» **What you are asked to do**: Copy each line from the records below in which the word "wait" is found.

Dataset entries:
+++

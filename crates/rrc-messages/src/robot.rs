use serde::{Deserialize, Serialize};

use crate::geometry::Pose;

#[derive(Debug, Clone, Default, PartialEq, Eq, Serialize, Deserialize)]
pub struct RobotName {
    pub value: String,
}

/// Free-form state lines reported by the robot.
#[derive(Debug, Clone, Default, PartialEq, Eq, Serialize, Deserialize)]
pub struct RobotState {
    pub state: Vec<String>,
}

/// One log line. `level` uses the log-level wire values.
#[derive(Debug, Clone, Default, PartialEq, Eq, Serialize, Deserialize)]
pub struct LogMessage {
    pub level: u32,
    pub message: String,
}

#[derive(Debug, Clone, Default, PartialEq, Serialize, Deserialize)]
pub struct VideoStream {
    pub url: String,
    /// Camera pose in the robot base frame.
    pub camera_pose: Pose,
}

#[derive(Debug, Clone, Default, PartialEq, Serialize, Deserialize)]
pub struct VideoStreams {
    pub stream: Vec<VideoStream>,
}
impl RobotController {
    /// Create a controller and register the standard telemetry types.
    pub fn new(
        command: Box<dyn Transport>,
        telemetry: Option<Box<dyn Transport>>,
        config: ControllerConfig,
    ) -> Result<Self> {
        config.validate()?;

        debug!(
            command = command.name(),
            telemetry = telemetry.as_ref().map(|t| t.name()),
            format = %config.wire_format,
            buffer_size = config.buffer_size,
            "creating robot controller"
        );

        let controller = Self {
            command: Mutex::new(CommandChannel {
                transport: command,
                unanswered: 0,
            }),
            telemetry: telemetry.map(Mutex::new),
            buffers: Arc::new(BufferRegistry::new(config.wire_format)),
            sensors: Arc::new(SimpleSensorRegistry::new(config.buffer_size)),
            config,
            counters: Counters::default(),
        };

        controller.register_telemetry_type::<Pose>(TelemetryType::CurrentPose.code())?;
        controller.register_telemetry_type::<JointState>(TelemetryType::JointState.code())?;
        controller
            .register_telemetry_type::<JointState>(TelemetryType::ControllableJoints.code())?;
        controller.register_telemetry_type::<SimpleActions>(TelemetryType::SimpleActions.code())?;
        controller
            .register_telemetry_type::<ComplexActions>(TelemetryType::ComplexActions.code())?;
        controller.register_telemetry_type::<RobotName>(TelemetryType::RobotName.code())?;
        controller.register_telemetry_type::<RobotState>(TelemetryType::RobotState.code())?;
        controller.register_telemetry_type::<LogMessage>(TelemetryType::LogMessage.code())?;
        controller.register_telemetry_type::<VideoStreams>(TelemetryType::VideoStreams.code())?;
        controller.register_telemetry_type::<SimpleSensors>(
            TelemetryType::SimpleSensorDefinition.code(),
        )?;
        controller.register_telemetry_type::<WrenchState>(TelemetryType::WrenchState.code())?;
        controller
            .register_telemetry_type::<MapsDefinition>(TelemetryType::MapsDefinition.code())?;
        controller.register_telemetry_type::<Map>(TelemetryType::Map.code())?;

        Ok(controller)
    }

    /// Buffer telemetry frames with `type_code` as values of `T`.
    ///
    /// Use this for type codes newer than [`TelemetryType`].
    pub fn register_telemetry_type<T: Message>(&self, type_code: u16) -> Result<()> {
        self.buffers
            .register::<T>(type_code, self.config.buffer_size)
            .map_err(Into::into)
    }

    pub fn config(&self) -> &ControllerConfig {
        &self.config
    }

    pub fn has_telemetry(&self) -> bool {
        self.telemetry.is_some()
    }

    /// Shared handle to the per-type buffers.
    pub fn buffers(&self) -> Arc<BufferRegistry> {
        Arc::clone(&self.buffers)
    }

    /// Shared handle to the per-sensor buffers.
    pub fn sensors(&self) -> Arc<SimpleSensorRegistry<SimpleSensor>> {
        Arc::clone(&self.sensors)
    }

    pub fn stats(&self) -> TelemetryStats {
        self.counters.snapshot()
    }

    // --- Command path ---

    /// Send one framed command and wait for the robot's reply.
    ///
    /// The wait is bounded by `command_timeout` when configured and is
    /// unbounded otherwise. The reply is returned as received; a
    /// zero-length reply is valid.
    ///
    /// Replies that arrive after their command timed out are discarded
    /// before the next command is sent. While any are still missing the
    /// command is refused with [`ControllerError::Desynced`].
    pub fn send_command(&self, type_code: u16, payload: &[u8]) -> Result<Bytes> {
        let mut message = BytesMut::with_capacity(TYPE_CODE_SIZE + payload.len());
        encode_frame(type_code, payload, &mut message);
        self.transact(type_code, &message, self.config.command_timeout)
    }

    /// Like [`send_command`](Self::send_command) with an explicit reply timeout.
    pub fn send_command_with_timeout(
        &self,
        type_code: u16,
        payload: &[u8],
        timeout: Duration,
    ) -> Result<Bytes> {
        let mut message = BytesMut::with_capacity(TYPE_CODE_SIZE + payload.len());
        encode_frame(type_code, payload, &mut message);
        self.transact(type_code, &message, Some(timeout))
    }

    pub fn set_target_pose(&self, pose: &Pose) -> Result<Bytes> {
        self.send_message(CommandType::TargetPoseCommand, pose)
    }

    pub fn set_twist_command(&self, twist: &Twist) -> Result<Bytes> {
        self.send_message(CommandType::TwistCommand, twist)
    }

    pub fn set_joint_command(&self, joints: &JointState) -> Result<Bytes> {
        self.send_message(CommandType::JointsCommand, joints)
    }

    /// Trigger one simple action. It is sent as a one-element [`SimpleActions`].
    pub fn set_simple_action_command(&self, action: &SimpleAction) -> Result<Bytes> {
        let actions = SimpleActions::from(action.clone());
        self.send_message(CommandType::SimpleActionsCommand, &actions)
    }

    pub fn set_complex_action_command(&self, action: &ComplexAction) -> Result<Bytes> {
        self.send_message(CommandType::ComplexActionCommand, action)
    }

    pub fn set_go_to_command(&self, goto: &GoTo) -> Result<Bytes> {
        self.send_message(CommandType::GotoCommand, goto)
    }

    /// Select the robot's log verbosity.
    ///
    /// Sent as a fixed six-byte frame (type code + `u32` level).
    pub fn set_log_level(&self, level: LogLevel) -> Result<Bytes> {
        let code = CommandType::LogLevelSelect.code();
        let mut message = BytesMut::new();
        encode_log_level(code, level.0, &mut message);
        self.transact(code, &message, self.config.command_timeout)
    }

    /// Ask the robot for the current value of one telemetry type.
    ///
    /// The reply must be a frame carrying the requested type code.
    pub fn request_telemetry<T: Message>(&self, kind: TelemetryType) -> Result<T> {
        let payload = self.telemetry_request(kind)?;
        Ok(self.config.wire_format.decode(&payload)?)
    }

    /// Ask the robot for one telemetry value and store it in its buffer.
    pub fn request_telemetry_into_buffer(&self, kind: TelemetryType) -> Result<()> {
        let payload = self.telemetry_request(kind)?;
        self.buffers.push_serialized(kind.code(), &payload)?;
        Ok(())
    }

    /// Ask the robot for a map. The reply must be a [`TelemetryType::Map`] frame.
    pub fn request_map(&self, map_type: MapType) -> Result<Map> {
        let reply = self.send_command(
            CommandType::MapRequest.code(),
            &encode_request_code(map_type.code()),
        )?;
        let payload = expect_frame(TelemetryType::Map.code(), reply)?;
        Ok(self.config.wire_format.decode(&payload)?)
    }

    fn telemetry_request(&self, kind: TelemetryType) -> Result<Bytes> {
        let reply = self.send_command(
            CommandType::TelemetryRequest.code(),
            &encode_request_code(kind.code()),
        )?;
        expect_frame(kind.code(), reply)
    }

    fn send_message<T: Serialize>(&self, kind: CommandType, value: &T) -> Result<Bytes> {
        let payload = self.config.wire_format.encode(value)?;
        self.send_command(kind.code(), &payload)
    }

    fn transact(&self, type_code: u16, message: &[u8], timeout: Option<Duration>) -> Result<Bytes> {
        let mut command = self.command.lock().unwrap_or_else(PoisonError::into_inner);
        command.discard_late_replies()?;
        if command.unanswered > 0 {
            debug!(type_code, unanswered = command.unanswered, "refusing command");
            return Err(ControllerError::Desynced {
                unanswered: command.unanswered,
            });
        }

        command.transport.send(message)?;
        debug!(type_code, len = message.len(), "sent command");

        let mode = match timeout {
            Some(timeout) => ReceiveMode::Timeout(timeout),
            None => ReceiveMode::Blocking,
        };
        loop {
            if let Some(reply) = command.transport.receive(mode)? {
                debug!(type_code, len = reply.len(), "received command reply");
                return Ok(reply);
            }
            if let Some(timeout) = timeout {
                command.unanswered += 1;
                debug!(type_code, ?timeout, "command reply timed out");
                return Err(ControllerError::Timeout(timeout));
            }
        }
    }

    // --- Telemetry path ---

    /// Route every telemetry frame that is currently pending.
    ///
    /// Returns the number of frames taken off the channel. Individual bad
    /// frames are dropped and counted; only transport errors are returned.
    pub fn poll_once(&self) -> Result<usize> {
        let telemetry = self
            .telemetry
            .as_ref()
            .ok_or(ControllerError::NoTelemetryChannel)?;

        let mut drained = 0;
        loop {
            let message = lock(telemetry).receive(ReceiveMode::NonBlocking)?;
            let Some(message) = message else {
                break;
            };
            self.evaluate_telemetry(message);
            drained += 1;
        }
        Ok(drained)
    }

    /// Route one received telemetry message into the buffers.
    pub fn evaluate_telemetry(&self, message: Bytes) -> Routed {
        let routed = self.route(message);
        self.counters.record(routed);
        routed
    }

    fn route(&self, message: Bytes) -> Routed {
        let frame = match decode_frame(message) {
            Ok(frame) => frame,
            Err(err) => {
                debug!(%err, "dropping malformed telemetry frame");
                return Routed::Malformed;
            }
        };

        let code = frame.type_code;
        match self.buffers.push_serialized(code, &frame.payload) {
            Ok(()) => Routed::Buffered(code),
            Err(BufferError::NotRegistered { .. })
                if code == TelemetryType::SimpleSensorValue.code() =>
            {
                self.route_sensor(&frame.payload)
            }
            Err(BufferError::NotRegistered { .. }) => {
                debug!(
                    type_code = code,
                    kind = rrc_frame::telemetry_name(code),
                    "ignoring unbuffered telemetry type"
                );
                Routed::Ignored(code)
            }
            Err(err) => {
                debug!(type_code = code, %err, "dropping undecodable telemetry");
                Routed::DecodeFailed(code)
            }
        }
    }

    fn route_sensor(&self, payload: &[u8]) -> Routed {
        let reading = match self.config.wire_format.decode::<SimpleSensor>(payload) {
            Ok(reading) => reading,
            Err(err) => {
                debug!(%err, "dropping undecodable sensor reading");
                return Routed::DecodeFailed(TelemetryType::SimpleSensorValue.code());
            }
        };

        let id = reading.id;
        if id > self.config.max_sensor_id {
            debug!(
                sensor = id,
                max = self.config.max_sensor_id,
                "rejecting sensor reading with out-of-range id"
            );
            return Routed::SensorOutOfRange { id };
        }
        self.sensors.push(id as usize, reading);
        trace!(sensor = id, "buffered sensor reading");
        Routed::Sensor { id }
    }

    // --- Readers ---

    /// Latest value for `type_code`, serialized in the configured format.
    ///
    /// Empty when nothing has arrived yet.
    pub fn get_serialized(&self, type_code: u16) -> Result<Bytes> {
        Ok(self.buffers.peek_serialized(type_code)?)
    }

    /// Copy of the latest value for `type_code`.
    pub fn get_telemetry<T: Message>(&self, type_code: u16) -> Result<Option<T>> {
        Ok(self.buffers.peek_latest(type_code)?)
    }

    /// Remove and return the oldest value for `type_code`.
    pub fn pop_telemetry<T: Message>(&self, type_code: u16) -> Result<Option<T>> {
        Ok(self.buffers.pop_oldest(type_code)?)
    }

    pub fn current_pose(&self) -> Result<Option<Pose>> {
        self.latest(TelemetryType::CurrentPose)
    }

    pub fn joint_state(&self) -> Result<Option<JointState>> {
        self.latest(TelemetryType::JointState)
    }

    pub fn controllable_joints(&self) -> Result<Option<JointState>> {
        self.latest(TelemetryType::ControllableJoints)
    }

    pub fn simple_actions(&self) -> Result<Option<SimpleActions>> {
        self.latest(TelemetryType::SimpleActions)
    }

    pub fn complex_actions(&self) -> Result<Option<ComplexActions>> {
        self.latest(TelemetryType::ComplexActions)
    }

    pub fn robot_name(&self) -> Result<Option<RobotName>> {
        self.latest(TelemetryType::RobotName)
    }

    pub fn robot_state(&self) -> Result<Option<RobotState>> {
        self.latest(TelemetryType::RobotState)
    }

    /// Oldest unread log message. Log lines are consumed, not peeked.
    pub fn log_message(&self) -> Result<Option<LogMessage>> {
        self.pop_telemetry(TelemetryType::LogMessage.code())
    }

    pub fn video_streams(&self) -> Result<Option<VideoStreams>> {
        self.latest(TelemetryType::VideoStreams)
    }

    pub fn simple_sensor_definition(&self) -> Result<Option<SimpleSensors>> {
        self.latest(TelemetryType::SimpleSensorDefinition)
    }

    /// Latest reading of sensor `id`.
    pub fn simple_sensor(&self, id: u32) -> Option<SimpleSensor> {
        self.sensors.peek_latest(id as usize)
    }

    pub fn wrench_state(&self) -> Result<Option<WrenchState>> {
        self.latest(TelemetryType::WrenchState)
    }

    pub fn maps_definition(&self) -> Result<Option<MapsDefinition>> {
        self.latest(TelemetryType::MapsDefinition)
    }

    pub fn map(&self) -> Result<Option<Map>> {
        self.latest(TelemetryType::Map)
    }

    fn latest<T: Message>(&self, kind: TelemetryType) -> Result<Option<T>> {
        self.get_telemetry(kind.code())
    }
}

+++

» **Solution for this problem**:
    /// Send one framed command and wait for the robot's reply.
    /// The wait is bounded by `command_timeout` when configured and is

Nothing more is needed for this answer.